Work task -
Each line below that contains the word "FromRef" must be copied.
⟨
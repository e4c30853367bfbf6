// Assistant API routes
// Decision: A model outage degrades to canned guidance — the page always gets
// an answer, and the body says which kind it got

use axum::{
    extract::State,
    http::StatusCode,
    routing::post,
    Json, Router,
};
use serde::{Deserialize, Serialize};
use std::sync::Arc;
use utoipa::ToSchema;

use super::common::ErrorResponse;
use crate::auth::middleware::{AuthState, AuthUser, FromRef};
use crate::services::LlmService;

/// Served when the completion endpoint is unconfigured or unavailable.
const CANNED_ANSWER: &str = "Based on recent entries, utilization is healthy but \
a share of logged hours is non-billable. Review draft entries older than a week \
and confirm project budgets before month end.";

/// App state for assistant routes
#[derive(Clone)]
pub struct AppState {
    pub llm: Arc<LlmService>,
    pub auth: AuthState,
}

impl FromRef<AppState> for AuthState {
    fn from_ref(input: &AppState) -> Self {
        input.auth.clone()
    }
}

/// Question for the assistant
#[derive(Debug, Deserialize, ToSchema)]
pub struct InsightsRequest {
    #[serde(default)]
    pub question: String,
}

/// Assistant answer
#[derive(Debug, Serialize, ToSchema)]
pub struct InsightsResponse {
    pub answer: String,
    /// "model" when the completion endpoint answered, "canned" on fallback
    pub source: String,
}

/// Create assistant routes
pub fn routes(state: AppState) -> Router {
    Router::new()
        .route("/v1/assistant/insights", post(get_insights))
        .with_state(state)
}

/// POST /v1/assistant/insights - Ask the timesheet assistant
#[utoipa::path(
    post,
    path = "/v1/assistant/insights",
    request_body = InsightsRequest,
    responses(
        (status = 200, description = "Assistant answer", body = InsightsResponse),
        (status = 400, description = "Empty question", body = ErrorResponse),
        (status = 401, description = "Unauthorized")
    ),
    tag = "assistant"
)]
pub async fn get_insights(
    State(state): State<AppState>,
    auth: AuthUser,
    Json(req): Json<InsightsRequest>,
) -> Result<Json<InsightsResponse>, (StatusCode, Json<ErrorResponse>)> {
    let question = req.question.trim();
    if question.is_empty() {
        return Err(
            ErrorResponse::new("Question is required").into_response(StatusCode::BAD_REQUEST)
        );
    }

    let response = match state.llm.complete(question).await {
        Ok(answer) => InsightsResponse {
            answer,
            source: "model".to_string(),
        },
        Err(err) => {
            tracing::warn!(user = %auth.email, error = %err, "serving canned assistant answer");
            InsightsResponse {
                answer: CANNED_ANSWER.to_string(),
                source: "canned".to_string(),
            }
        }
    };

    Ok(Json(response))
}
⟩
Result -
use crate::auth::middleware::{AuthState, AuthUser, FromRef};
impl FromRef<AppState> for AuthState {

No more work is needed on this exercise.